La seule grande différence entre l’homme et les espèces animales est la dimension religieuse :

"C’est l’essence de l’existence humaine. C’est l’origine de la prohibition des sacrifices et de la violence. Là où les religions se sont dissoutes, commence un processus de décomposition. Le Micro-Eugénisme est notre nouvelle forme de sacrifice humain. Nous ne protégeons plus la vie de la violence. Nous brisons plutôt la vie avec violence. On cherche à s’approprier par nous-mêmes le mystère de la vie pour notre propre bénéfice. Mais nous raterons. L’eugénisme est l’apogée de l’école de pensée initiée deux siècles plus tôt et qui constitue le plus grand danger pour l’espèce humaine. L’homme est l’espèce qui peut toujours se détruire elle-même. C’est pour cette raison que la religion a été créée."

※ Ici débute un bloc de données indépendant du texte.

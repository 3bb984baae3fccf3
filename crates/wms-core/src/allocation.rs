//! 分配行模型

use rust_decimal::Decimal;
use serde::{Deserialize, Serialize};

use crate::demand::Demand;
use crate::ids::{
    AllocationId, DemandId, LocationId, LotId, PackageId, PartnerId, ProductId, TransferId,
};
use crate::quantity::Rounding;

/// 分配行：需求中的一段具體數量，可綁定到特定庫存（儲位/包裝/批號）
#[derive(Debug, Clone, Serialize, Deserialize)]
pub struct Allocation {
    pub id: AllocationId,

    /// 所屬需求
    pub demand: DemandId,

    /// 所屬調撥單
    pub transfer: Option<TransferId>,

    pub product: ProductId,

    /// 應作業數量（已預留）
    pub ordered_quantity: Decimal,

    /// 已完成數量
    pub done_quantity: Decimal,

    pub location_src: LocationId,

    /// 目的儲位（完成前可修改）
    pub location_dest: LocationId,

    /// 來源包裝
    pub package: Option<PackageId>,

    /// 目的包裝
    pub result_package: Option<PackageId>,

    pub lot: Option<LotId>,
    pub owner: Option<PartnerId>,
}

impl Allocation {
    /// 依需求創建新的分配行
    pub fn for_demand(demand: &Demand, ordered_quantity: Decimal) -> Self {
        Self {
            id: AllocationId::default(),
            demand: demand.id,
            transfer: demand.transfer,
            product: demand.product,
            ordered_quantity,
            done_quantity: Decimal::ZERO,
            location_src: demand.location_src,
            location_dest: demand.location_dest,
            package: None,
            result_package: None,
            lot: None,
            owner: None,
        }
    }

    /// 建構器模式：設置來源儲位
    pub fn with_location_src(mut self, location: LocationId) -> Self {
        self.location_src = location;
        self
    }

    /// 建構器模式：設置來源包裝
    pub fn with_package(mut self, package: Option<PackageId>) -> Self {
        self.package = package;
        self
    }

    /// 建構器模式：設置批號
    pub fn with_lot(mut self, lot: Option<LotId>) -> Self {
        self.lot = lot;
        self
    }

    /// 建構器模式：設置貨主
    pub fn with_owner(mut self, owner: Option<PartnerId>) -> Self {
        self.owner = owner;
        self
    }

    /// 尚未完成（完成數量 < 應作業數量）
    pub fn is_incomplete(&self, rounding: &Rounding) -> bool {
        rounding.less_than(self.done_quantity, self.ordered_quantity)
    }

    /// 已完整作業（完成數量 >= 應作業數量，且確實做過）
    pub fn is_fully_worked(&self, rounding: &Rounding) -> bool {
        !rounding.is_zero(self.done_quantity)
            && rounding.at_least(self.done_quantity, self.ordered_quantity)
    }

    /// 已開始作業
    pub fn is_started(&self, rounding: &Rounding) -> bool {
        !rounding.is_zero(self.done_quantity)
    }

    /// 部分完成（0 < 完成 < 應作業）
    pub fn is_partially_worked(&self, rounding: &Rounding) -> bool {
        self.is_started(rounding) && self.is_incomplete(rounding)
    }

    /// 此分配行在需求中代表的數量
    pub fn accounted_quantity(&self) -> Decimal {
        self.ordered_quantity.max(self.done_quantity)
    }
}

#[cfg(test)]
mod tests {
    use super::*;
    use rstest::rstest;

    fn allocation(ordered: i64, done: i64) -> Allocation {
        let demand = Demand::new(ProductId(1), LocationId(2), LocationId(3), Decimal::from(10));
        let mut allocation = Allocation::for_demand(&demand, Decimal::from(ordered));
        allocation.done_quantity = Decimal::from(done);
        allocation
    }

    #[rstest]
    #[case(5, 0, true, false, false)]
    #[case(5, 3, true, false, true)]
    #[case(5, 5, false, true, false)]
    #[case(0, 2, false, true, false)]
    fn test_work_states(
        #[case] ordered: i64,
        #[case] done: i64,
        #[case] incomplete: bool,
        #[case] fully_worked: bool,
        #[case] partial: bool,
    ) {
        let rounding = Rounding::unit();
        let allocation = allocation(ordered, done);
        assert_eq!(allocation.is_incomplete(&rounding), incomplete);
        assert_eq!(allocation.is_fully_worked(&rounding), fully_worked);
        assert_eq!(allocation.is_partially_worked(&rounding), partial);
    }

    #[test]
    fn test_accounted_quantity_covers_unplanned_picks() {
        assert_eq!(allocation(0, 4).accounted_quantity(), Decimal::from(4));
        assert_eq!(allocation(6, 2).accounted_quantity(), Decimal::from(6));
    }
}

Aujourd’hui, il y a trois domaines- les armes nucléaires, le terrorisme et les manipulations génétiques- dans lesquelles l’homme est particulièrement mis en danger:

"Le vingtième siècle fut le siècle du nihilisme classique. Le vingt-et unième siècle sera le siècle du nihilisme attrayant (alluring). C.S. Lewis avait raison quand il parlait de l’abolition de l’homme. Michel Foucault ajoutait que l’abolition de l’homme était devenue un concept philosophique. Aujourd’hui, on ne peut plus parler d’ « homme ». Quand Friedrich Nietzsche annonçait la mort de Dieu, il annonçait la mort de l’homme. L’eugénisme est la mort de la rationalité humaine. Si on considère l’homme comme l’aboutissement du hasard et comme de la matière brute pour les laboratoires, un objet malléable à manipuler, on atteint le point d’être capable de tout faire de l’homme. Cela finit avec la destruction de la rationalité fondamentale qui appartient à l’être humain. L’homme ne peut pas être réorganisé et demeurer un homme."

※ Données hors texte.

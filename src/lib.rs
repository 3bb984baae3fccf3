//! # WMS
//!
//! 倉儲分配與對帳引擎
//!
//! - [`core`]：資料模型與記錄存放區
//! - [`calc`]：拆分、掃描比對、批號調換、欠交、合併與調撥單流程

pub use wms_calc as calc;
pub use wms_core as core;

pub use wms_calc::{MarkDoneRequest, PrepareContext, ScanEntry, TransferEngine};
pub use wms_core::{Result, Warehouse, WmsError};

Selon Girard, hormis la religion, nous perdons de vue aujourd’hui la fonction d’une autre institution anthropologique, à savoir le mariage:

"L'institution préchrétienne et renforcée par le Christianisme, le mariage est une indispensable organisation de vie. Elle est liée à la quête de l’immortalité. En créant une famille, c’est comme si l’homme recherchait l’imitation de la vie éternelle. Il y a eu des lieux et des civilisations où l’homosexualité fut tolérée ; mais aucune société ne l’a jamais placé au même niveau légal que la famille. Dans un mariage, nous avons toujours un homme et une femme ; qui sont des opposés. Dans les dernières élections américaines de 2006, le véritable vainqueur fut finalement élu sur un référendum sur le mariage naturel."

L’ennui métaphysique de l’Europe
Girard est en accord avec ce que dit Rémi Brague, arabiste de la Sorbonne, l’Europe est immergé dans un ennui métaphysique:

"C’est une très belle explication, et il me semble que la supériorité du message chrétien devient de plus en plus visible. Quand il est le plus attaqué, le Christianisme brille avec une plus grande vérité. Étant la négation de la mythologie, le Christianisme brille spécialement dans le moment quand le monde une fois de plus est imprégné de mythologies sacrificielles. J’ai toujours compris le « scandale » de la révélation chrétienne d’une manière radicale. Dans le Christianisme, au lieu d’assumer le point de vue de la foule, nous assumons le point de vue de la victime. Ainsi le Christianisme traite du renversement complet du scénario archaïque. Et provoque l’épuisement de la violence.

Girard parle de l’obsession de la sexualité:
"Dans les Evangiles, il n’y a rien de sexuel, et ce fait a été complètement romancé par les gnostiques contemporains. Les gnostiques, comme toujours, excluent des catégories de personnes, et les transforment en ennemis. Le Christianisme est l’exact opposé de la mythologie et du gnosticisme. Aujourd’hui, une forme de néo paganisme est mise en avant. La plus grande erreur de la philosophie post moderne est d’avoir pensée qu’elle pourrait librement transformer l’homme en un mécanisme de jouissance. Mais de cette poursuite du plaisir arrive la déshumanisation qui commence avec le désir faux de prolonger les plaisirs de la vie en sacrifiant les plus grands biens."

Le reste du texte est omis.